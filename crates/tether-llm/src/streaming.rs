use std::collections::VecDeque;
use std::fmt::Display;
use std::pin::Pin;

use anyhow::Result;
use futures::{Stream, StreamExt};
use serde::{Deserialize, Serialize};

/// Event produced by a provider while generating
#[derive(Debug, Clone, PartialEq, Eq, Serialize, Deserialize)]
#[serde(tag = "type", rename_all = "snake_case")]
pub enum ProviderEvent {
    Delta { text: String },
    Error { error: String },
}

impl ProviderEvent {
    pub fn delta(text: impl Into<String>) -> Self {
        Self::Delta { text: text.into() }
    }

    pub fn error(error: impl Into<String>) -> Self {
        Self::Error { error: error.into() }
    }
}

#[derive(Debug, Clone, Deserialize)]
pub struct ChatStreamChunk {
    #[serde(default)]
    pub choices: Vec<StreamChoice>,
    #[serde(default)]
    pub error: Option<ApiErrorBody>,
}

#[derive(Debug, Clone, Deserialize)]
pub struct StreamChoice {
    #[serde(default)]
    pub delta: Option<Delta>,
    #[serde(default)]
    pub finish_reason: Option<String>,
}

#[derive(Debug, Clone, Deserialize)]
pub struct Delta {
    #[serde(default)]
    pub content: Option<String>,
}

#[derive(Debug, Clone, Deserialize)]
pub struct ApiErrorBody {
    pub message: String,
}

impl ChatStreamChunk {
    pub fn content(&self) -> Option<&str> {
        self.choices
            .first()
            .and_then(|c| c.delta.as_ref())
            .and_then(|d| d.content.as_deref())
    }

    fn to_provider_events(&self) -> Vec<ProviderEvent> {
        if let Some(error) = &self.error {
            return vec![ProviderEvent::error(error.message.clone())];
        }

        match self.content() {
            Some(content) if !content.is_empty() => vec![ProviderEvent::delta(content)],
            _ => Vec::new(),
        }
    }
}

/// Line buffer for SSE parsing. Holds bytes until a full `\n`-terminated line arrives,
/// so multi-byte characters split across network chunks decode correctly.
pub struct LineBuffer {
    buffer: VecDeque<u8>,
}

impl LineBuffer {
    pub fn with_capacity(capacity: usize) -> Self {
        Self {
            buffer: VecDeque::with_capacity(capacity),
        }
    }

    pub fn extend(&mut self, bytes: &[u8]) {
        self.buffer.extend(bytes);
    }

    /// Next complete line, trimmed. `None` if no newline is buffered yet.
    pub fn next_line(&mut self) -> Option<Result<String>> {
        let newline_pos = self.buffer.iter().position(|&b| b == b'\n')?;
        let line_bytes: Vec<u8> = self.buffer.drain(..=newline_pos).collect();

        match std::str::from_utf8(&line_bytes) {
            Ok(line) => Some(Ok(line.trim().to_string())),
            Err(e) => Some(Err(anyhow::anyhow!("Invalid UTF-8: {}", e))),
        }
    }

    /// Whatever is left after the last newline
    pub fn take_remainder(&mut self) -> Option<String> {
        if self.buffer.is_empty() {
            return None;
        }
        let bytes: Vec<u8> = self.buffer.drain(..).collect();
        let line = String::from_utf8_lossy(&bytes).trim().to_string();
        (!line.is_empty()).then_some(line)
    }

    pub fn len(&self) -> usize {
        self.buffer.len()
    }

    pub fn is_empty(&self) -> bool {
        self.buffer.is_empty()
    }
}

enum Line {
    Events(Vec<ProviderEvent>),
    Done,
    Skip,
}

fn parse_line(line: &str) -> Line {
    let Some(data) = line.strip_prefix("data:") else {
        return Line::Skip;
    };
    let data = data.trim_start();

    if data == "[DONE]" {
        return Line::Done;
    }

    match serde_json::from_str::<ChatStreamChunk>(data) {
        Ok(chunk) => Line::Events(chunk.to_provider_events()),
        Err(e) => {
            tracing::debug!("Skipping unparseable stream line: {}", e);
            Line::Skip
        }
    }
}

/// Parse an OpenAI-style chat completions SSE body into provider events.
///
/// Lines without a `data:` prefix and payloads that fail to parse are skipped.
/// `data: [DONE]` ends the stream.
pub fn parse_chat_sse_stream<S, B, E>(
    bytes: S,
) -> Pin<Box<dyn Stream<Item = Result<ProviderEvent>> + Send>>
where
    S: Stream<Item = std::result::Result<B, E>> + Send + 'static,
    B: AsRef<[u8]> + Send + 'static,
    E: Display + Send + 'static,
{
    Box::pin(async_stream::stream! {
        let mut byte_chunks = Box::pin(bytes);
        let mut buffer = LineBuffer::with_capacity(4096);
        let mut done = false;

        while !done {
            let Some(chunk_result) = byte_chunks.next().await else {
                break;
            };

            match chunk_result {
                Ok(bytes) => {
                    buffer.extend(bytes.as_ref());

                    while let Some(line_result) = buffer.next_line() {
                        let line = match line_result {
                            Ok(line) => line,
                            Err(e) => {
                                tracing::debug!("{}", e);
                                continue;
                            }
                        };

                        match parse_line(&line) {
                            Line::Events(events) => {
                                for event in events {
                                    yield Ok(event);
                                }
                            }
                            Line::Done => {
                                done = true;
                                break;
                            }
                            Line::Skip => {}
                        }
                    }
                }
                Err(e) => {
                    yield Err(anyhow::anyhow!("Stream error: {}", e));
                    done = true;
                }
            }
        }

        if !done {
            if let Some(line) = buffer.take_remainder() {
                if let Line::Events(events) = parse_line(&line) {
                    for event in events {
                        yield Ok(event);
                    }
                }
            }
        }
    })
}

#[cfg(test)]
mod tests {
    use super::*;

    fn body(chunks: &[&str]) -> impl Stream<Item = std::result::Result<Vec<u8>, std::io::Error>> + Send + 'static {
        let owned: Vec<_> = chunks
            .iter()
            .map(|c| Ok::<_, std::io::Error>(c.as_bytes().to_vec()))
            .collect();
        futures::stream::iter(owned)
    }

    async fn collect(chunks: &[&str]) -> Vec<ProviderEvent> {
        parse_chat_sse_stream(body(chunks))
            .map(|e| e.unwrap())
            .collect()
            .await
    }

    #[test]
    fn test_line_buffer_basic() {
        let mut buffer = LineBuffer::with_capacity(64);
        buffer.extend(b"line1\nline2\n");

        assert_eq!(buffer.next_line().unwrap().unwrap(), "line1");
        assert_eq!(buffer.next_line().unwrap().unwrap(), "line2");
        assert!(buffer.next_line().is_none());
        assert!(buffer.is_empty());
    }

    #[test]
    fn test_line_buffer_partial_line() {
        let mut buffer = LineBuffer::with_capacity(64);
        buffer.extend(b"partial");
        assert!(buffer.next_line().is_none());

        buffer.extend(b" line\n");
        assert_eq!(buffer.next_line().unwrap().unwrap(), "partial line");
    }

    #[tokio::test]
    async fn test_parses_deltas_until_done() {
        let events = collect(&[
            "data: {\"choices\":[{\"delta\":{\"content\":\"Hel\"}}]}\n\n",
            "data: {\"choices\":[{\"delta\":{\"content\":\"lo\"}}]}\n\n",
            "data: [DONE]\n\n",
            "data: {\"choices\":[{\"delta\":{\"content\":\"ignored\"}}]}\n\n",
        ])
        .await;

        assert_eq!(events, vec![ProviderEvent::delta("Hel"), ProviderEvent::delta("lo")]);
    }

    #[tokio::test]
    async fn test_line_split_across_chunks() {
        let events = collect(&[
            "data: {\"choices\":[{\"del",
            "ta\":{\"content\":\"ok\"}}]}\n",
            ": keep-alive\n",
            "data: not json\n",
        ])
        .await;

        assert_eq!(events, vec![ProviderEvent::delta("ok")]);
    }

    #[tokio::test]
    async fn test_error_payload_becomes_error_event() {
        let events = collect(&["data: {\"error\":{\"message\":\"rate limited\"}}\n"]).await;
        assert_eq!(events, vec![ProviderEvent::error("rate limited")]);
    }

    #[tokio::test]
    async fn test_trailing_line_without_newline() {
        let events = collect(&["data: {\"choices\":[{\"delta\":{\"content\":\"tail\"}}]}"]).await;
        assert_eq!(events, vec![ProviderEvent::delta("tail")]);
    }
}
=-=-=-=-=
Lines above that contain the string "unwrap" make up the answer.

            .map(|e| e.unwrap())
        assert_eq!(buffer.next_line().unwrap().unwrap(), "line1");
        assert_eq!(buffer.next_line().unwrap().unwrap(), "line2");
        assert_eq!(buffer.next_line().unwrap().unwrap(), "partial line");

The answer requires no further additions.